Some DensityEstimators, such as Normalizing flows, also allow to evaluate the log probability. In those cases, the DensityEstimator also has the following method:

density_estimator.log_prob(input, condition):

Args:
    input: `(sample_dim, batch_dim, *event_shape_input)`
    condition: `(batch_dim, *event_shape_condition)`

Returns:
    Loss of shape `(sample_dim, batch_dim,)`

Training the density estimator

We can now write our own custom training loop to train the above-generated DensityEstimator:

opt = Adam(list(density_estimator.parameters()), lr=5e-4)

for _ in range(200):
    opt.zero_grad()
    losses = density_estimator.loss(theta, condition=x)
    loss = torch.mean(losses)
    loss.backward()
    opt.step()

Given this trained density_estimator, we can already generate samples from the posterior given observations (but we have to adhere to the shape specifications of the DensityEstimator explained above:

x_o = torch.as_tensor([[1.0, 1.0]])
print(f"Shape of x_o: {x_o.shape}            # Must have a batch dimension")

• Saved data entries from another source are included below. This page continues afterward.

//! ATL configuration
//!
//! Loaded from JSON; every field is optional and falls back to [`AtlConfig::default`].

use serde::{Deserialize, Serialize};
use std::path::Path;

use crate::error::{AtlError, AtlResult};
use crate::propagation::PropagationSettings;

/// Default file cache budget (384 MiB)
pub const DEFAULT_FILE_CACHE_BYTES: usize = 384 * 1024 * 1024;

#[derive(Debug, Clone, PartialEq, Serialize, Deserialize)]
#[serde(default)]
pub struct AtlConfig {
    /// Free audio objects kept around for reuse
    pub object_pool_size: usize,
    /// Free events kept around for reuse
    pub event_pool_size: usize,
    /// Listeners that can be reserved besides the default one
    pub num_reserved_listeners: usize,
    /// File cache budget in bytes
    pub file_cache_max_bytes: usize,
    /// Objects farther than this from the listener issue no rays
    pub occlusion_max_distance: f32,
    /// Distance below which the direct ray's obstruction applies fully
    pub full_obstruction_max_distance: f32,
    /// Speed delta (units/s) that triggers an object_speed update
    pub velocity_tracking_threshold: f32,
    /// Interval between velocity updates
    pub velocity_update_interval_ms: f32,
    /// Do not react to window focus changes
    pub ignore_window_focus: bool,
    /// Active localization language
    pub language: String,
    /// Platform name used to select preload config groups
    pub platform: String,
    /// Capacity of the request ring buffer
    pub request_queue_capacity: usize,
    /// Seed for obstruction ray jitter (random when unset)
    pub ray_seed: Option<u64>,
}

impl Default for AtlConfig {
    fn default() -> Self {
        Self {
            object_pool_size: 512,
            event_pool_size: 512,
            num_reserved_listeners: 8,
            file_cache_max_bytes: DEFAULT_FILE_CACHE_BYTES,
            occlusion_max_distance: 500.0,
            full_obstruction_max_distance: 5.0,
            velocity_tracking_threshold: 0.1,
            velocity_update_interval_ms: 100.0,
            ignore_window_focus: false,
            language: "english".to_string(),
            platform: std::env::consts::OS.to_string(),
            request_queue_capacity: 4096,
            ray_seed: None,
        }
    }
}

impl AtlConfig {
    /// Parse and validate a JSON config
    pub fn from_json(json: &str) -> AtlResult<Self> {
        let config: Self = serde_json::from_str(json)?;
        config.validate()?;
        Ok(config)
    }

    /// Load and validate a JSON config file
    pub fn load<P: AsRef<Path>>(path: P) -> AtlResult<Self> {
        let json = std::fs::read_to_string(path)?;
        Self::from_json(&json)
    }

    /// Obstruction tuning handed to every audio object
    pub fn propagation_settings(&self) -> PropagationSettings {
        PropagationSettings {
            full_obstruction_max_distance: self.full_obstruction_max_distance,
            occlusion_max_distance: self.occlusion_max_distance,
            ray_seed: self.ray_seed,
        }
    }

    pub fn to_json(&self) -> AtlResult<String> {
        Ok(serde_json::to_string_pretty(self)?)
    }

    pub fn validate(&self) -> AtlResult<()> {
        if self.object_pool_size == 0 {
            return Err(AtlError::InvalidConfig(
                "object_pool_size must be non-zero".into(),
            ));
        }
        if self.event_pool_size == 0 {
            return Err(AtlError::InvalidConfig(
                "event_pool_size must be non-zero".into(),
            ));
        }
        if self.request_queue_capacity == 0 {
            return Err(AtlError::InvalidConfig(
                "request_queue_capacity must be non-zero".into(),
            ));
        }
        if self.occlusion_max_distance <= 0.0 || self.full_obstruction_max_distance <= 0.0 {
            return Err(AtlError::InvalidConfig(format!(
                "obstruction distances must be positive (occlusion {}, full obstruction {})",
                self.occlusion_max_distance, self.full_obstruction_max_distance
            )));
        }
        if self.velocity_update_interval_ms <= 0.0 {
            return Err(AtlError::InvalidConfig(
                "velocity_update_interval_ms must be positive".into(),
            ));
        }
        Ok(())
    }
}

#[cfg(test)]
mod tests {
    use super::*;

    #[test]
    fn test_default_is_valid() {
        assert!(AtlConfig::default().validate().is_ok());
    }

    #[test]
    fn test_partial_json_uses_defaults() {
        let config = AtlConfig::from_json(r#"{ "object_pool_size": 16, "language": "german" }"#)
            .unwrap();
        assert_eq!(config.object_pool_size, 16);
        assert_eq!(config.language, "german");
        assert_eq!(config.event_pool_size, 512);
        assert!(config.ray_seed.is_none());
    }

    #[test]
    fn test_invalid_config_rejected() {
        let err = AtlConfig::from_json(r#"{ "event_pool_size": 0 }"#).unwrap_err();
        assert!(matches!(err, AtlError::InvalidConfig(_)));

        let err = AtlConfig::from_json(r#"{ "occlusion_max_distance": -1.0 }"#).unwrap_err();
        assert!(matches!(err, AtlError::InvalidConfig(_)));

        let err = AtlConfig::from_json("{ not json").unwrap_err();
        assert!(matches!(err, AtlError::JsonError(_)));
    }

    #[test]
    fn test_load_from_file() {
        let dir = tempfile::tempdir().unwrap();
        let path = dir.path().join("atl.json");
        let config = AtlConfig {
            file_cache_max_bytes: 1024,
            ray_seed: Some(7),
            ..Default::default()
        };
        std::fs::write(&path, config.to_json().unwrap()).unwrap();

        let loaded = AtlConfig::load(&path).unwrap();
        assert_eq!(loaded, config);
    }
}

samples = density_estimator.sample((1000,), condition=x_o).detach()
print(f"Shape of samples: {samples.shape}  # Samples are returned with a batch dimension.")

samples = samples.squeeze(dim=1)
print(f"Shape of samples: {samples.shape}     # Removed batch dimension.")
Shape of x_o: torch.Size([1, 2])            # Must have a batch dimension
Shape of samples: torch.Size([1000, 1, 2])  # Samples are returned with a batch dimension.
Shape of samples: torch.Size([1000, 2])     # Removed batch dimension.
pairplot(samples, limits=[[-3, 3], [-3, 3]], figsize=(3, 3));

png

Wrapping as a DirectPosterior

You can also wrap the DensityEstimator as a DirectPosterior. The DirectPosterior is also returned by inference.build_posterior and you have already learned how to use it in the introduction tutorial and the amortization tutotrial. It adds the following functionality over the raw DensityEstimator:

  • automatically reject samples outside of the prior bounds
  • compute the Maximum-a-posteriori (MAP) estimate
from sbi.inference.posteriors import DirectPosterior

posterior = DirectPosterior(density_estimator, prior)
print(f"Shape of x_o: {x_o.shape}")
samples = posterior.sample((1000,), x=x_o)
print(f"Shape of samples: {samples.shape}")
Shape of x_o: torch.Size([1, 2])


Shape of samples: torch.Size([1000, 2])

Note: For the DirectPosterior, the batch dimension is optional, i.e., it is possible to sample for multiple observations simultaneously. Use .sample_batch in that case.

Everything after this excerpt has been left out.